* Entries provided
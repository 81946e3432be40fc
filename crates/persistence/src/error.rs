//! Persistence errors

use scylla::transport::errors::{NewSessionError, QueryError};
use thiserror::Error;

#[derive(Error, Debug)]
pub enum PersistenceError {
    #[error("Invalid store URI: {0}")]
    InvalidUri(String),

    #[error("Connection failed: {0}")]
    Connection(#[from] NewSessionError),

    #[error("Query failed: {0}")]
    Query(#[from] QueryError),

    #[error("Schema error: {0}")]
    SchemaError(String),

    #[error("Invalid data: {0}")]
    InvalidData(String),
}

/// Store failures reach callers as internal errors; the detail stays in logs
impl From<PersistenceError> for audiogen_core::Error {
    fn from(err: PersistenceError) -> Self {
        audiogen_core::Error::internal(err.to_string())
    }
}

#[cfg(test)]
mod tests {
    use super::*;

    #[test]
    fn test_into_core_error_is_internal() {
        let err: audiogen_core::Error = PersistenceError::InvalidData("bad row".into()).into();
        assert!(matches!(err, audiogen_core::Error::Internal(_)));
        assert!(err.to_string().contains("bad row"));
    }
}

* To do
Give back the material above without altering a single word.

* Completed exercise
repository 81946e3432be40fc
filename crates/persistence/src/error.rs
//! Persistence errors

use scylla::transport::errors::{NewSessionError, QueryError};
use thiserror::Error;

#[derive(Error, Debug)]
pub enum PersistenceError {
    #[error("Invalid store URI: {0}")]
    InvalidUri(String),

    #[error("Connection failed: {0}")]
    Connection(#[from] NewSessionError),

    #[error("Query failed: {0}")]
    Query(#[from] QueryError),

    #[error("Schema error: {0}")]
    SchemaError(String),

    #[error("Invalid data: {0}")]
    InvalidData(String),
}

/// Store failures reach callers as internal errors; the detail stays in logs
impl From<PersistenceError> for audiogen_core::Error {
    fn from(err: PersistenceError) -> Self {
        audiogen_core::Error::internal(err.to_string())
    }
}

#[cfg(test)]
mod tests {
    use super::*;

    #[test]
    fn test_into_core_error_is_internal() {
        let err: audiogen_core::Error = PersistenceError::InvalidData("bad row".into()).into();
        assert!(matches!(err, audiogen_core::Error::Internal(_)));
        assert!(err.to_string().contains("bad row"));
    }
}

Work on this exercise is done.